* [Problem requirements]
Retype the data exactly. Spelling and punctuation stay as they are.

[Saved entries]
//! HTTP client for Dailymotion pages and APIs
//!
//! Wraps a `reqwest::Client` together with the caller's base headers and
//! applies the extractor header policy (`Accept`, `Referer`, `Origin`) to
//! every request.

use std::time::Duration;

use reqwest::header::{ACCEPT, HeaderMap, HeaderName, HeaderValue, ORIGIN, REFERER};
use tracing::debug;

use crate::error::{DailymotionError, Result};
use crate::url::{DAILYMOTION_URL, DEFAULT_LOCALE, GRAPHQL_URL};

const USER_AGENT: &str = "Mozilla/5.0 (Windows NT 10.0; Win64; x64) AppleWebKit/537.36 (KHTML, like Gecko) Chrome/120.0.0.0 Safari/537.36";

/// Configuration for the HTTP client
#[derive(Debug, Clone)]
pub struct ClientConfig {
    /// Request timeout in seconds (default: 30)
    pub timeout_secs: u64,
    /// User agent sent with every request
    pub user_agent: String,
    /// Site base URL (default: <https://www.dailymotion.com>)
    pub dailymotion_url: String,
    /// GraphQL API base URL (default: <https://graphql.api.dailymotion.com>)
    pub graphql_url: String,
    /// Locale passed to the metadata endpoint (default: "en-US")
    pub locale: String,
}

impl Default for ClientConfig {
    fn default() -> Self {
        Self {
            timeout_secs: 30,
            user_agent: USER_AGENT.to_string(),
            dailymotion_url: DAILYMOTION_URL.to_string(),
            graphql_url: GRAPHQL_URL.to_string(),
            locale: DEFAULT_LOCALE.to_string(),
        }
    }
}

/// HTTP client wrapper shared by the page scraper and the resolver
///
/// Holds no per-call state: cookies and tokens are built for each request
/// and never stored, so one client can serve concurrent resolutions.
#[derive(Debug, Clone)]
pub struct DailymotionClient {
    http: reqwest::Client,
    base_headers: HeaderMap,
    config: ClientConfig,
}

impl DailymotionClient {
    /// Create a new client with default configuration
    pub fn new() -> Result<Self> {
        Self::with_config(ClientConfig::default())
    }

    /// Create a new client with custom configuration
    pub fn with_config(config: ClientConfig) -> Result<Self> {
        let http = reqwest::Client::builder()
            .timeout(Duration::from_secs(config.timeout_secs))
            .user_agent(config.user_agent.as_str())
            .build()
            .map_err(DailymotionError::HttpError)?;

        Ok(Self::from_parts(http, HeaderMap::new(), config))
    }

    /// Create a client from a host-provided HTTP client and base headers
    ///
    /// The base headers are sent with every request, under the extractor
    /// header policy.
    pub fn from_parts(
        http: reqwest::Client,
        base_headers: HeaderMap,
        config: ClientConfig,
    ) -> Self {
        Self {
            http,
            base_headers,
            config,
        }
    }

    /// Get the client configuration
    pub fn config(&self) -> &ClientConfig {
        &self.config
    }

    /// Get the underlying HTTP client
    pub fn http(&self) -> &reqwest::Client {
        &self.http
    }

    /// Get the caller-supplied base headers
    pub fn base_headers(&self) -> &HeaderMap {
        &self.base_headers
    }

    /// Builds the default extractor header set
    ///
    /// Base headers plus `Accept: */*`, `Referer: <site>/` and `Origin: <site>`.
    pub fn extractor_headers(&self) -> Result<HeaderMap> {
        let site = self.config.dailymotion_url.trim_end_matches('/');
        let mut headers = self.base_headers.clone();
        headers.insert(ACCEPT, HeaderValue::from_static("*/*"));
        set_header(&mut headers, REFERER, &format!("{}/", site))?;
        set_header(&mut headers, ORIGIN, site)?;
        Ok(headers)
    }

    /// Fetch a URL with the given headers and return the body as text
    ///
    /// # Errors
    /// - `HttpError` - Network errors or a non-success status
    pub async fn get_text(&self, url: &str, headers: HeaderMap) -> Result<String> {
        debug!(url, "GET");
        let response = self
            .http
            .get(url)
            .headers(headers)
            .send()
            .await?
            .error_for_status()?;

        response.text().await.map_err(DailymotionError::HttpError)
    }

    /// POST a form-encoded body and return the response body as text
    pub async fn post_form(
        &self,
        url: &str,
        headers: HeaderMap,
        form: &[(&str, &str)],
    ) -> Result<String> {
        debug!(url, "POST form");
        let response = self
            .http
            .post(url)
            .headers(headers)
            .form(form)
            .send()
            .await?
            .error_for_status()?;

        response.text().await.map_err(DailymotionError::HttpError)
    }

    /// POST a JSON body and return the response body as text
    pub async fn post_json(
        &self,
        url: &str,
        headers: HeaderMap,
        body: &serde_json::Value,
    ) -> Result<String> {
        debug!(url, "POST json");
        let response = self
            .http
            .post(url)
            .headers(headers)
            .json(body)
            .send()
            .await?
            .error_for_status()?;

        response.text().await.map_err(DailymotionError::HttpError)
    }
}

/// Sets a header from a runtime string, replacing any previous value
pub(crate) fn set_header(headers: &mut HeaderMap, name: HeaderName, value: &str) -> Result<()> {
    let value = HeaderValue::from_str(value)
        .map_err(|_| DailymotionError::InvalidHeader(name.to_string()))?;
    headers.insert(name, value);
    Ok(())
}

* [Reply to the exercise]
//! HTTP client for Dailymotion pages and APIs
//!
//! Wraps a `reqwest::Client` together with the caller's base headers and
//! applies the extractor header policy (`Accept`, `Referer`, `Origin`) to
//! every request.

use std::time::Duration;

use reqwest::header::{ACCEPT, HeaderMap, HeaderName, HeaderValue, ORIGIN, REFERER};
use tracing::debug;

use crate::error::{DailymotionError, Result};
use crate::url::{DAILYMOTION_URL, DEFAULT_LOCALE, GRAPHQL_URL};

const USER_AGENT: &str = "Mozilla/5.0 (Windows NT 10.0; Win64; x64) AppleWebKit/537.36 (KHTML, like Gecko) Chrome/120.0.0.0 Safari/537.36";

/// Configuration for the HTTP client
#[derive(Debug, Clone)]
pub struct ClientConfig {
    /// Request timeout in seconds (default: 30)
    pub timeout_secs: u64,
    /// User agent sent with every request
    pub user_agent: String,
    /// Site base URL (default: <https://www.dailymotion.com>)
    pub dailymotion_url: String,
    /// GraphQL API base URL (default: <https://graphql.api.dailymotion.com>)
    pub graphql_url: String,
    /// Locale passed to the metadata endpoint (default: "en-US")
    pub locale: String,
}

impl Default for ClientConfig {
    fn default() -> Self {
        Self {
            timeout_secs: 30,
            user_agent: USER_AGENT.to_string(),
            dailymotion_url: DAILYMOTION_URL.to_string(),
            graphql_url: GRAPHQL_URL.to_string(),
            locale: DEFAULT_LOCALE.to_string(),
        }
    }
}

/// HTTP client wrapper shared by the page scraper and the resolver
///
/// Holds no per-call state: cookies and tokens are built for each request
/// and never stored, so one client can serve concurrent resolutions.
#[derive(Debug, Clone)]
pub struct DailymotionClient {
    http: reqwest::Client,
    base_headers: HeaderMap,
    config: ClientConfig,
}

impl DailymotionClient {
    /// Create a new client with default configuration
    pub fn new() -> Result<Self> {
        Self::with_config(ClientConfig::default())
    }

    /// Create a new client with custom configuration
    pub fn with_config(config: ClientConfig) -> Result<Self> {
        let http = reqwest::Client::builder()
            .timeout(Duration::from_secs(config.timeout_secs))
            .user_agent(config.user_agent.as_str())
            .build()
            .map_err(DailymotionError::HttpError)?;

        Ok(Self::from_parts(http, HeaderMap::new(), config))
    }

    /// Create a client from a host-provided HTTP client and base headers
    ///
    /// The base headers are sent with every request, under the extractor
    /// header policy.
    pub fn from_parts(
        http: reqwest::Client,
        base_headers: HeaderMap,
        config: ClientConfig,
    ) -> Self {
        Self {
            http,
            base_headers,
            config,
        }
    }

    /// Get the client configuration
    pub fn config(&self) -> &ClientConfig {
        &self.config
    }

    /// Get the underlying HTTP client
    pub fn http(&self) -> &reqwest::Client {
        &self.http
    }

    /// Get the caller-supplied base headers
    pub fn base_headers(&self) -> &HeaderMap {
        &self.base_headers
    }

    /// Builds the default extractor header set
    ///
    /// Base headers plus `Accept: */*`, `Referer: <site>/` and `Origin: <site>`.
    pub fn extractor_headers(&self) -> Result<HeaderMap> {
        let site = self.config.dailymotion_url.trim_end_matches('/');
        let mut headers = self.base_headers.clone();
        headers.insert(ACCEPT, HeaderValue::from_static("*/*"));
        set_header(&mut headers, REFERER, &format!("{}/", site))?;
        set_header(&mut headers, ORIGIN, site)?;
        Ok(headers)
    }

    /// Fetch a URL with the given headers and return the body as text
    ///
    /// # Errors
    /// - `HttpError` - Network errors or a non-success status
    pub async fn get_text(&self, url: &str, headers: HeaderMap) -> Result<String> {
        debug!(url, "GET");
        let response = self
            .http
            .get(url)
            .headers(headers)
            .send()
            .await?
            .error_for_status()?;

        response.text().await.map_err(DailymotionError::HttpError)
    }

    /// POST a form-encoded body and return the response body as text
    pub async fn post_form(
        &self,
        url: &str,
        headers: HeaderMap,
        form: &[(&str, &str)],
    ) -> Result<String> {
        debug!(url, "POST form");
        let response = self
            .http
            .post(url)
            .headers(headers)
            .form(form)
            .send()
            .await?
            .error_for_status()?;

        response.text().await.map_err(DailymotionError::HttpError)
    }

    /// POST a JSON body and return the response body as text
    pub async fn post_json(
        &self,
        url: &str,
        headers: HeaderMap,
        body: &serde_json::Value,
    ) -> Result<String> {
        debug!(url, "POST json");
        let response = self
            .http
            .post(url)
            .headers(headers)
            .json(body)
            .send()
            .await?
            .error_for_status()?;

        response.text().await.map_err(DailymotionError::HttpError)
    }
}

/// Sets a header from a runtime string, replacing any previous value
pub(crate) fn set_header(headers: &mut HeaderMap, name: HeaderName, value: &str) -> Result<()> {
    let value = HeaderValue::from_str(value)
        .map_err(|_| DailymotionError::InvalidHeader(name.to_string()))?;
    headers.insert(name, value);
    Ok(())
}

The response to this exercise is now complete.